PROMPT: Nothing but the lines below between the line holding "pub fn calibrate_one(&self, raw: f64, odds: Option<f64>)" and the line holding "when their total", inclusive, should appear in the answer, each set down exactly.

** DATA SHOWN follows **

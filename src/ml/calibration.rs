//! Probability calibration
//!
//! Maps raw ensemble probabilities to calibrated win probabilities:
//! - Power law (`p^k`)
//! - Logit shift (`sigmoid(logit(p) + shift)`)
//! - Market blend (`(1 - w) * p + w * p_market`)
//!
//! Every transform is followed by favourite compression, a longshot boost and
//! a clamp to configured bounds. Event-level calibration also renormalizes and
//! compresses batches whose probabilities add up to far more than 1.

use super::components::sigmoid;
use super::fitting::{self, HistoricalEvent};
use crate::config::CalibrationConfig;
use crate::error::{EngineError, Result};
use chrono::{DateTime, Utc};
use parking_lot::RwLock;
use serde::{Deserialize, Serialize};
use std::path::{Path, PathBuf};
use std::str::FromStr;
use std::sync::Arc;
use tracing::{info, warn};

/// Lower and upper clip applied before taking a logit
const LOGIT_CLIP: (f64, f64) = (0.001, 0.999);

/// Calibration transform selection
#[derive(Debug, Clone, Copy, PartialEq, Eq, Default, Serialize, Deserialize)]
#[serde(rename_all = "snake_case")]
pub enum CalibrationMethod {
    #[default]
    PowerLaw,
    LogitShift,
    MarketAdjusted,
}

impl CalibrationMethod {
    pub fn as_str(&self) -> &'static str {
        match self {
            CalibrationMethod::PowerLaw => "power_law",
            CalibrationMethod::LogitShift => "logit_shift",
            CalibrationMethod::MarketAdjusted => "market_adjusted",
        }
    }
}

impl FromStr for CalibrationMethod {
    type Err = EngineError;

    fn from_str(s: &str) -> Result<Self> {
        match s {
            "power_law" => Ok(CalibrationMethod::PowerLaw),
            "logit_shift" => Ok(CalibrationMethod::LogitShift),
            "market_adjusted" => Ok(CalibrationMethod::MarketAdjusted),
            other => Err(EngineError::Configuration(format!(
                "unknown calibration method '{other}'"
            ))),
        }
    }
}

impl std::fmt::Display for CalibrationMethod {
    fn fmt(&self, f: &mut std::fmt::Formatter<'_>) -> std::fmt::Result {
        f.write_str(self.as_str())
    }
}

/// A calibration transform and its parameters.
///
/// Only replaced by an explicit fit; scoring never mutates it.
#[derive(Debug, Clone, PartialEq, Serialize, Deserialize)]
pub struct CalibrationModel {
    pub method: CalibrationMethod,
    pub power_exponent: f64,
    pub logit_shift: f64,
    pub market_weight: f64,
    #[serde(default)]
    pub fitted_at: Option<DateTime<Utc>>,
    /// Objective value at the fitted parameter
    #[serde(default)]
    pub brier_score: Option<f64>,
    #[serde(default)]
    pub samples: usize,
}

impl CalibrationModel {
    pub fn from_config(config: &CalibrationConfig) -> Self {
        Self {
            method: config.method,
            power_exponent: config.power_exponent,
            logit_shift: config.logit_shift,
            market_weight: config.market_weight,
            fitted_at: None,
            brier_score: None,
            samples: 0,
        }
    }

    pub async fn load(path: impl AsRef<Path>) -> Result<Self> {
        let raw = tokio::fs::read_to_string(path.as_ref()).await?;
        let model: CalibrationModel = serde_json::from_str(&raw)?;
        Ok(model)
    }

    pub async fn save(&self, path: impl AsRef<Path>) -> Result<()> {
        let json = serde_json::to_string_pretty(self)?;
        tokio::fs::write(path.as_ref(), json).await?;
        Ok(())
    }

    /// Transform one probability without event-level renormalization
    pub fn transform_one(&self, p: f64, odds: Option<f64>) -> f64 {
        match self.method {
            CalibrationMethod::PowerLaw => p.max(0.0).powf(self.power_exponent),
            CalibrationMethod::LogitShift => shift_logit(p, self.logit_shift),
            CalibrationMethod::MarketAdjusted => match valid_odds(odds) {
                Some(o) => (1.0 - self.market_weight) * p + self.market_weight / o,
                None => p,
            },
        }
    }

    /// Transform all entrants of one event and renormalize to sum 1.
    ///
    /// The market blend needs valid odds for every entrant; otherwise it
    /// falls back to model-only probabilities.
    pub fn transform_event(&self, probs: &[f64], odds: &[Option<f64>]) -> Vec<f64> {
        let transformed: Vec<f64> = match self.method {
            CalibrationMethod::PowerLaw => probs
                .iter()
                .map(|p| p.max(0.0).powf(self.power_exponent))
                .collect(),
            CalibrationMethod::LogitShift => probs
                .iter()
                .map(|p| shift_logit(*p, self.logit_shift))
                .collect(),
            CalibrationMethod::MarketAdjusted => match market_probabilities(odds, probs.len()) {
                Some(market) => probs
                    .iter()
                    .zip(&market)
                    .map(|(p, m)| (1.0 - self.market_weight) * p + self.market_weight * m)
                    .collect(),
                None => {
                    warn!(
                        entrants = probs.len(),
                        "Missing or invalid odds for market blend, using model probabilities"
                    );
                    probs.to_vec()
                }
            },
        };
        normalize(&transformed)
    }
}

fn shift_logit(p: f64, shift: f64) -> f64 {
    let p = p.clamp(LOGIT_CLIP.0, LOGIT_CLIP.1);
    sigmoid((p / (1.0 - p)).ln() + shift)
}

fn valid_odds(odds: Option<f64>) -> Option<f64> {
    odds.filter(|o| o.is_finite() && *o > 1.0)
}

/// Normalized implied probabilities, or `None` if any entrant lacks valid odds
pub fn market_probabilities(odds: &[Option<f64>], expected: usize) -> Option<Vec<f64>> {
    if odds.len() != expected || expected == 0 {
        return None;
    }
    let implied: Option<Vec<f64>> = odds.iter().map(|o| valid_odds(*o).map(|o| 1.0 / o)).collect();
    implied.map(|v| normalize(&v))
}

/// Scale to sum 1; a non-positive total is returned unchanged
pub fn normalize(values: &[f64]) -> Vec<f64> {
    let total: f64 = values.iter().sum();
    if total <= 0.0 || !total.is_finite() {
        return values.to_vec();
    }
    values.iter().map(|v| v / total).collect()
}

/// Applies a calibration model plus the configured adjustments
#[derive(Debug, Clone)]
pub struct Calibrator {
    config: CalibrationConfig,
    model: Arc<CalibrationModel>,
}

impl Calibrator {
    pub fn new(config: CalibrationConfig, model: Arc<CalibrationModel>) -> Self {
        Self { config, model }
    }

    pub fn model(&self) -> &CalibrationModel {
        &self.model
    }

    /// Favourite compression, longshot boost, clamp
    pub fn adjust(&self, p: f64) -> f64 {
        let c = &self.config;
        let mut p = p;
        if p > c.favorite_threshold {
            p -= (p - c.favorite_threshold) * c.favorite_compression;
        }
        if p < c.longshot_threshold {
            p *= 1.0 + c.longshot_boost;
        }
        p.clamp(c.min_probability, c.max_probability)
    }

    pub fn calibrate_one(&self, raw: f64, odds: Option<f64>) -> f64 {
        self.adjust(self.model.transform_one(raw, odds))
    }

    /// Calibrate every entrant of one event.
    ///
    /// Probabilities are compressed toward a target sum only when their total
    /// exceeds the configured trigger; they are never forced to exactly 1.
    pub fn calibrate_event(&self, raw: &[f64], odds: &[Option<f64>]) -> Vec<f64> {
        let adjusted: Vec<f64> = self
            .model
            .transform_event(raw, odds)
            .into_iter()
            .map(|p| self.adjust(p))
            .collect();
        self.compress_batch(adjusted)
    }

    /// Scale an overround batch toward `min(ceiling, max(floor, total * scale))`
    pub fn compress_batch(&self, probs: Vec<f64>) -> Vec<f64> {
        let c = &self.config;
        let total: f64 = probs.iter().sum();
        if total <= c.renorm_trigger {
            return probs;
        }
        let target = (total * c.renorm_scale).max(c.renorm_floor).min(c.renorm_ceiling);
        let scale = target / total;
        probs
            .into_iter()
            .map(|p| (p * scale).clamp(c.min_probability, c.max_probability))
            .collect()
    }
}

/// Shared, swappable calibration model.
///
/// Readers take a cheap snapshot; a refit runs off the calling thread and
/// only replaces the snapshot after the new model has been persisted.
pub struct CalibrationHandle {
    current: RwLock<Arc<CalibrationModel>>,
    path: PathBuf,
}

impl CalibrationHandle {
    pub fn new(model: CalibrationModel, path: impl Into<PathBuf>) -> Self {
        Self {
            current: RwLock::new(Arc::new(model)),
            path: path.into(),
        }
    }

    /// Load the persisted model, or start from `fallback` if none exists
    pub async fn open(path: impl Into<PathBuf>, fallback: CalibrationModel) -> Result<Self> {
        let path = path.into();
        let model = if tokio::fs::try_exists(&path).await? {
            let model = CalibrationModel::load(&path).await?;
            info!(path = %path.display(), method = %model.method, "Loaded calibration model");
            model
        } else {
            info!(
                path = %path.display(),
                "No calibration model on disk, using configured defaults"
            );
            fallback
        };
        Ok(Self::new(model, path))
    }

    pub fn snapshot(&self) -> Arc<CalibrationModel> {
        self.current.read().clone()
    }

    /// Fit `method` on historical events, persist, then swap in the result
    pub async fn refit(
        &self,
        method: CalibrationMethod,
        history: Arc<Vec<HistoricalEvent>>,
    ) -> Result<Arc<CalibrationModel>> {
        let base = (*self.snapshot()).clone();
        let fitted =
            tokio::task::spawn_blocking(move || fitting::fit(method, &base, &history)).await??;

        fitted.save(&self.path).await?;
        let fitted = Arc::new(fitted);
        *self.current.write() = fitted.clone();

        info!(
            method = %fitted.method,
            exponent = fitted.power_exponent,
            shift = fitted.logit_shift,
            brier = ?fitted.brier_score,
            samples = fitted.samples,
            "Calibration model refitted"
        );
        Ok(fitted)
    }
}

** End of DATA SHOWN **

YOUR RESPONSE:
    pub fn calibrate_one(&self, raw: f64, odds: Option<f64>) -> f64 {
        self.adjust(self.model.transform_one(raw, odds))
    }

    /// Calibrate every entrant of one event.
    ///
    /// Probabilities are compressed toward a target sum only when their total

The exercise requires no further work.